LOS ANGELES
A former Santa Monica physician was sentenced Tuesday to 30 months in federal prison for repeatedly supplying actor and author Matthew Perry with ketamine, despite knowing Perry’s long struggle with addiction and that an untrained assistant was administering the drug, federal officials stated.
Salvador Plasencia, 44, known to patients as “Dr. P,” received the sentence from U.S. District Judge Sherilyn Peace Garnett, who also imposed a $5,600 fine and ordered him immediately taken into custody.
Plasencia pleaded guilty in July to four counts of distributing ketamine and surrendered his California medical license in September.
Prosecutors said Plasencia, who ran Malibu Canyon Urgent Care LLC in Calabasas, knowingly ignored safety standards for administering ketamine — a controlled anesthetic sometimes used off-label to treat depression.
Court records show Plasencia documented in his own notes that patients “should be monitored by [a] physician when undergoing treatment as a safety measure.”
According to his plea agreement, Plasencia met Perry on Sept. 30, 2023, through another patient who told him the actor was seeking ketamine and willing to pay “cash and lots of thousands.”

Prosecutors said Plasencia immediately saw an opportunity for profit, noting that he texted a co-conspirator the same day: “I wonder how much this moron will pay… let’s find out.”
Later that day, Plasencia drove to Costa Mesa to buy ketamine, syringes, and gloves from San Diego physician Mark Chavez, 55.
Plasencia then went to Perry’s Los Angeles home, injected him with ketamine, and left at least one vial with Perry’s personal assistant, Kenneth Iwamasa, 60, who paid Plasencia $4,500.

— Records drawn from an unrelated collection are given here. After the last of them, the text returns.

impl SaleRepository {
    /// Creates a new SaleRepository.
    pub fn new(pool: SqlitePool) -> Self {
        SaleRepository { pool }
    }

    /// Converts a cart into a persisted sale, atomically.
    ///
    /// ## Arguments
    /// * `request` - Cart, payment type, discount, optional customer
    /// * `user_id` - Acting user, recorded on the sale
    /// * `policy` - Stock floor and price override rules
    ///
    /// ## Errors
    /// * `InvalidRequest` - bad cart, unknown/inactive product or customer,
    ///   price mismatch, credit sale without customer
    /// * `ConsistencyViolation` - strict stock floor would be crossed
    /// * `StorageFailure` - anything the database refused; nothing was written
    pub async fn complete_sale(
        &self,
        request: &CheckoutRequest,
        user_id: &str,
        policy: &LedgerPolicy,
    ) -> DbResult<Sale> {
        self.complete_sale_numbered(request, user_id, policy, || {
            sale_number(Utc::now(), number_entropy())
        })
        .await
    }

    /// [`complete_sale`](Self::complete_sale) with the sale-number source
    /// supplied by the caller. Each UNIQUE conflict draws the next candidate.
    pub(crate) async fn complete_sale_numbered<F>(
        &self,
        request: &CheckoutRequest,
        user_id: &str,
        policy: &LedgerPolicy,
        next_number: F,
    ) -> DbResult<Sale>
    where
        F: FnMut() -> String,
    {
        validate_id("userId", user_id)?;
        let totals = request.totals()?;

        debug!(
            lines = request.items.len(),
            payment_type = %request.payment_type,
            subtotal = %totals.subtotal,
            "Validating sale"
        );

        let products = self.load_cart_products(request, policy).await?;

        if let Some(customer_id) = request.customer_id.as_deref() {
            let exists: Option<i64> = sqlx::query_scalar("SELECT 1 FROM customers WHERE id = ?1")
                .bind(customer_id)
                .fetch_optional(&self.pool)
                .await?;
            if exists.is_none() {
                return Err(DbError::invalid(format!("unknown customer {}", customer_id)));
            }
        }

        let now = Utc::now();
        let mut sale = Sale {
            id: generate_id(),
            sale_number: String::new(),
            customer_id: request.customer_id.clone(),
            user_id: user_id.to_string(),
            payment_type: request.payment_type,
            subtotal_cents: totals.subtotal.cents(),
            discount_cents: totals.discount.cents(),
            total_cents: totals.total.cents(),
            paid_cents: totals.paid.cents(),
            remaining_cents: totals.remaining.cents(),
            status: SaleStatus::Completed,
            created_at: now,
        };

        let mut tx = self.pool.begin().await?;

        sale.sale_number = insert_sale_row(&mut tx, &sale, next_number).await?;

        for line in &request.items {
            let name_snapshot = products
                .get(line.product_id.as_str())
                .map(|p| p.name.clone())
                .unwrap_or_default();

            sqlx::query(
                r#"
                INSERT INTO sale_items (
                    id, sale_id, product_id, name_snapshot,
                    quantity, unit_price_cents, line_total_cents
                ) VALUES (?1, ?2, ?3, ?4, ?5, ?6, ?7)
                "#,
            )
            .bind(generate_id())
            .bind(&sale.id)
            .bind(&line.product_id)
            .bind(name_snapshot)
            .bind(line.quantity)
            .bind(line.unit_price_cents)
            .bind(line.unit_price_cents * line.quantity)
            .execute(&mut *tx)
            .await?;

            apply_stock_delta(&mut tx, &line.product_id, -line.quantity, policy.stock_floor, now)
                .await
                .map_err(|e| match e {
                    DbError::NotFound { id, .. } => DbError::invalid(format!("unknown product {}", id)),
                    other => other,
                })?;
        }

        if sale.payment_type.creates_debt() {
            if let Some(customer_id) = sale.customer_id.as_deref() {
                add_customer_debt(&mut tx, customer_id, sale.remaining_cents).await?;
            }
        }

        tx.commit().await?;

        info!(
            sale_id = %sale.id,
            sale_number = %sale.sale_number,
            payment_type = %sale.payment_type,
            total = %sale.total(),
            remaining = %sale.remaining(),
            "Sale completed"
        );

        Ok(sale)
    }

    /// Loads and checks every product the cart references, before any write.
    async fn load_cart_products(
        &self,
        request: &CheckoutRequest,
        policy: &LedgerPolicy,
    ) -> DbResult<HashMap<String, Product>> {
        let mut products: HashMap<String, Product> = HashMap::new();

        for line in &request.items {
            if !products.contains_key(&line.product_id) {
                let product =
                    sqlx::query_as::<_, Product>("SELECT * FROM products WHERE id = ?1")
                        .bind(&line.product_id)
                        .fetch_optional(&self.pool)
                        .await?;
                if let Some(product) = product {
                    products.insert(line.product_id.clone(), product);
                }
            }

            verify_line(line, products.get(&line.product_id), policy)?;
        }

        Ok(products)
    }

    /// Gets a sale by ID.
    pub async fn get_by_id(&self, id: &str) -> DbResult<Option<Sale>> {
        let sale = sqlx::query_as::<_, Sale>("SELECT * FROM sales WHERE id = ?1")
            .bind(id)
            .fetch_optional(&self.pool)
            .await?;

        Ok(sale)
    }

    /// Gets a sale or fails with `NotFound`.
    pub async fn get(&self, id: &str) -> DbResult<Sale> {
        self.get_by_id(id)
            .await?
            .ok_or_else(|| DbError::not_found("Sale", id))
    }

    /// Gets all items for a sale, in insertion order.
    pub async fn get_items(&self, sale_id: &str) -> DbResult<Vec<SaleItem>> {
        let items = sqlx::query_as::<_, SaleItem>(
            "SELECT * FROM sale_items WHERE sale_id = ?1 ORDER BY rowid",
        )
        .bind(sale_id)
        .fetch_all(&self.pool)
        .await?;

        Ok(items)
    }

    /// A sale together with its line items.
    pub async fn detail(&self, id: &str) -> DbResult<SaleDetail> {
        let sale = self.get(id).await?;
        let items = self.get_items(id).await?;
        Ok(SaleDetail { sale, items })
    }

    /// Most recent sales first.
    pub async fn recent(&self, limit: u32) -> DbResult<Vec<Sale>> {
        let sales = sqlx::query_as::<_, Sale>(
            "SELECT * FROM sales ORDER BY created_at DESC, rowid DESC LIMIT ?1",
        )
        .bind(limit)
        .fetch_all(&self.pool)
        .await?;

        Ok(sales)
    }

    /// Sales total and count for `[start, end)`.
    pub async fn stats_between(
        &self,
        start: DateTime<Utc>,
        end: DateTime<Utc>,
    ) -> DbResult<SalesStats> {
        if end < start {
            return Err(DbError::invalid("end must not be before start"));
        }

        let (total_cents, count): (i64, i64) = sqlx::query_as(
            r#"
            SELECT COALESCE(SUM(total_cents), 0), COUNT(*)
            FROM sales
            WHERE created_at >= ?1 AND created_at < ?2
            "#,
        )
        .bind(start)
        .bind(end)
        .fetch_one(&self.pool)
        .await?;

        Ok(SalesStats { total_cents, count })
    }

    /// Credit and installment sales still owing money after `days` days.
    pub async fn overdue(&self, days: i64, now: DateTime<Utc>) -> DbResult<Vec<Sale>> {
        if days < 0 {
            return Err(DbError::invalid("days must not be negative"));
        }
        let cutoff = now - Duration::days(days);

        let sales = sqlx::query_as::<_, Sale>(
            r#"
            SELECT * FROM sales
            WHERE payment_type != 'cash'
              AND remaining_cents > 0
              AND created_at < ?1
            ORDER BY created_at ASC
            "#,
        )
        .bind(cutoff)
        .fetch_all(&self.pool)
        .await?;

        Ok(sales)
    }
}
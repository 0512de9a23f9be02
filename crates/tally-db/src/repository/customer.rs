//! # Customer Repository
//!
//! Customers are reference data for credit sales. Their `total_debt_cents`
//! is never written from here after creation: the sale engine raises it and
//! the credit payment reconciler lowers it, both with relative updates.

use chrono::Utc;
use sqlx::SqlitePool;
use tracing::debug;

use crate::error::{DbError, DbResult};
use crate::repository::generate_id;
use tally_core::validation::validate_name;
use tally_core::{Customer, NewCustomer};

#[derive(Debug, Clone)]
pub struct CustomerRepository {
    pool: SqlitePool,
}

impl CustomerRepository {
    pub fn new(pool: SqlitePool) -> Self {
        CustomerRepository { pool }
    }

    pub async fn get_by_id(&self, id: &str) -> DbResult<Option<Customer>> {
        let customer = sqlx::query_as::<_, Customer>("SELECT * FROM customers WHERE id = ?1")
            .bind(id)
            .fetch_optional(&self.pool)
            .await?;

        Ok(customer)
    }

    /// Gets a customer or fails with `NotFound`.
    pub async fn get(&self, id: &str) -> DbResult<Customer> {
        self.get_by_id(id)
            .await?
            .ok_or_else(|| DbError::not_found("Customer", id))
    }

    /// Inserts a new customer with zero debt.
    pub async fn insert(&self, input: &NewCustomer) -> DbResult<Customer> {
        validate_name("name", &input.name)?;

        let customer = Customer {
            id: generate_id(),
            name: input.name.trim().to_string(),
            phone: input.phone.clone(),
            email: input.email.clone(),
            address: input.address.clone(),
            total_debt_cents: 0,
            created_at: Utc::now(),
        };

        debug!(id = %customer.id, name = %customer.name, "Inserting customer");

        sqlx::query(
            r#"
            INSERT INTO customers (id, name, phone, email, address, total_debt_cents, created_at)
            VALUES (?1, ?2, ?3, ?4, ?5, ?6, ?7)
            "#,
        )
        .bind(&customer.id)
        .bind(&customer.name)
        .bind(&customer.phone)
        .bind(&customer.email)
        .bind(&customer.address)
        .bind(customer.total_debt_cents)
        .bind(customer.created_at)
        .execute(&self.pool)
        .await?;

        Ok(customer)
    }

    /// Customers who currently owe something, largest debt first.
    pub async fn with_debt(&self) -> DbResult<Vec<Customer>> {
        let customers = sqlx::query_as::<_, Customer>(
            "SELECT * FROM customers WHERE total_debt_cents > 0 ORDER BY total_debt_cents DESC",
        )
        .fetch_all(&self.pool)
        .await?;

        Ok(customers)
    }
}
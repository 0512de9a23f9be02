//! # Database Error Types
//!
//! ## Error Flow
//! ```text
//! ┌─────────────────────────────────────────────────────────────────────────┐
//! │                    Error Propagation                                    │
//! │                                                                         │
//! │  SQLite Error (sqlx::Error)        Ledger rule (CoreError)             │
//! │       │                                   │                             │
//! │       ▼                                   ▼                             │
//! │  DbError (this module) ← Adds context and categorization               │
//! │       │                                                                 │
//! │       │  kind() → InvalidRequest | NotFound |                           │
//! │       │           ConsistencyViolation | StorageFailure                 │
//! │       ▼                                                                 │
//! │  ApiError (in server) ← Serialized for clients                         │
//! └─────────────────────────────────────────────────────────────────────────┘
//! ```

use tally_core::{CoreError, ErrorKind};
use thiserror::Error;

/// Storage-layer errors.
///
/// `sqlx` failures are sorted into the variants below by the `From<sqlx::Error>` impl;
/// ledger rule rejections pass through untouched as [`DbError::Domain`].
#[derive(Debug, Error)]
pub enum DbError {
    /// A lookup by id matched no row.
    #[error("{entity} not found: {id}")]
    NotFound { entity: String, id: String },

    /// `field` is `table.column` as SQLite reports it, e.g. `products.barcode`.
    #[error("Duplicate {field}: '{value}' already exists")]
    UniqueViolation { field: String, value: String },

    #[error("Foreign key violation: {message}")]
    ForeignKeyViolation { message: String },

    /// Another writer held the database lock past the busy timeout.
    #[error("Database is busy: {0}")]
    Busy(String),

    /// The pool could not be opened or has been closed.
    #[error("Connection failed: {0}")]
    ConnectionFailed(String),

    #[error("Migration failed: {0}")]
    MigrationFailed(String),

    #[error("Query failed: {0}")]
    QueryFailed(String),

    /// No connection became free within the acquire timeout.
    #[error("Connection pool exhausted")]
    PoolExhausted,

    /// A ledger rule rejected the operation.
    #[error(transparent)]
    Domain(#[from] CoreError),

    #[error("Internal database error: {0}")]
    Internal(String),
}

impl DbError {
    /// Creates a NotFound error for a given entity type and ID.
    pub fn not_found(entity: impl Into<String>, id: impl Into<String>) -> Self {
        DbError::NotFound {
            entity: entity.into(),
            id: id.into(),
        }
    }

    /// Creates a UniqueViolation error.
    pub fn duplicate(field: impl Into<String>, value: impl Into<String>) -> Self {
        DbError::UniqueViolation {
            field: field.into(),
            value: value.into(),
        }
    }

    /// Creates an InvalidRequest error.
    pub fn invalid(reason: impl Into<String>) -> Self {
        DbError::Domain(CoreError::invalid(reason))
    }

    /// Whether this is a UNIQUE violation on the given `table.column`.
    pub fn is_unique_violation_on(&self, column: &str) -> bool {
        matches!(self, DbError::UniqueViolation { field, .. } if field == column)
    }

    /// Classifies the error for callers.
    ///
    /// Everything that is neither a rule rejection nor a missing row is a
    /// storage failure: the operation rolled back and may be retried.
    pub fn kind(&self) -> ErrorKind {
        match self {
            DbError::Domain(err) => err.kind(),
            DbError::NotFound { .. } => ErrorKind::NotFound,
            _ => ErrorKind::StorageFailure,
        }
    }
}

impl From<tally_core::ValidationError> for DbError {
    fn from(err: tally_core::ValidationError) -> Self {
        DbError::Domain(CoreError::Validation(err))
    }
}

/// Convert sqlx errors to DbError.
///
/// ## Error Mapping
/// ```text
/// sqlx::Error::RowNotFound    → DbError::NotFound
/// sqlx::Error::Database       → Analyze message for constraint type / lock
/// sqlx::Error::PoolTimedOut   → DbError::PoolExhausted
/// Other                       → DbError::Internal
/// ```
impl From<sqlx::Error> for DbError {
    fn from(err: sqlx::Error) -> Self {
        match err {
            sqlx::Error::RowNotFound => DbError::NotFound {
                entity: "Record".to_string(),
                id: "unknown".to_string(),
            },

            sqlx::Error::Database(db_err) => {
                let msg = db_err.message();

                // SQLite messages:
                // UNIQUE constraint: "UNIQUE constraint failed: <table>.<column>"
                // FK constraint: "FOREIGN KEY constraint failed"
                // Lock contention: "database is locked" / "database table is locked"
                if msg.contains("UNIQUE constraint failed") {
                    let field = msg
                        .split("UNIQUE constraint failed: ")
                        .nth(1)
                        .unwrap_or("unknown")
                        .to_string();
                    DbError::UniqueViolation {
                        field,
                        value: "unknown".to_string(),
                    }
                } else if msg.contains("FOREIGN KEY constraint failed") {
                    DbError::ForeignKeyViolation {
                        message: msg.to_string(),
                    }
                } else if msg.contains("is locked") || msg.contains("database is busy") {
                    DbError::Busy(msg.to_string())
                } else {
                    DbError::QueryFailed(msg.to_string())
                }
            }

            sqlx::Error::PoolTimedOut => DbError::PoolExhausted,

            sqlx::Error::PoolClosed => DbError::ConnectionFailed("Pool is closed".to_string()),

            _ => DbError::Internal(err.to_string()),
        }
    }
}

impl From<sqlx::migrate::MigrateError> for DbError {
    fn from(err: sqlx::migrate::MigrateError) -> Self {
        DbError::MigrationFailed(err.to_string())
    }
}

/// Result type for database operations.
pub type DbResult<T> = Result<T, DbError>;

Over the next two weeks, Plasencia purchased more ketamine from Chavez and administered the drug repeatedly — including once in a Long Beach parking lot in the backseat of Perry’s vehicle.
During one treatment at Perry’s home, the actor’s blood pressure spiked and he froze up. Despite the reaction, prosecutors said, Plasencia continued leaving vials with Iwamasa, knowing the assistant would inject Perry without medical oversight.
Between Sept. 30 and Oct. 12, 2023, Plasencia supplied 20 vials of ketamine, tablets, and syringes to Iwamasa and Perry, charging roughly $57,000 — far above the market price of about $15 per vial. Prosecutors argued he knowingly provided the drug for no legitimate medical purpose.
Plasencia later ordered additional ketamine using his DEA registration. On Oct. 27, he texted Iwamasa that he had “been stocking up” and left supplies with a nurse in case Perry wanted to resume treatments while he was out of town.
Perry fatally overdosed on ketamine the next day, though investigators determined the ketamine that caused his death did not come from Plasencia.
After Perry’s death, prosecutors said, Plasencia submitted falsified treatment notes and an invoice to federal agents in an effort to conceal that he was selling ketamine to Iwamasa. Among the documents was a fraudulent note claiming Perry missed an Oct. 7, 2024, appointment — a date on which Plasencia was actually scheduled to meet Iwamasa at midnight on a Santa Monica street corner to hand over more vials.
Chavez and Iwamasa pleaded guilty last year and are scheduled for sentencing on Dec. 17, 2025, and Jan. 14, 2026. Two other defendants — Erik Fleming, 56, of Hawthorne, and Jasveen Sangha, 42, of North Hollywood, known as the “Ketamine Queen” — also pleaded guilty and await sentencing early next year.
The case was investigated by the Los Angeles Police Department, the Drug Enforcement Administration, and the U.S. Postal Inspection Service.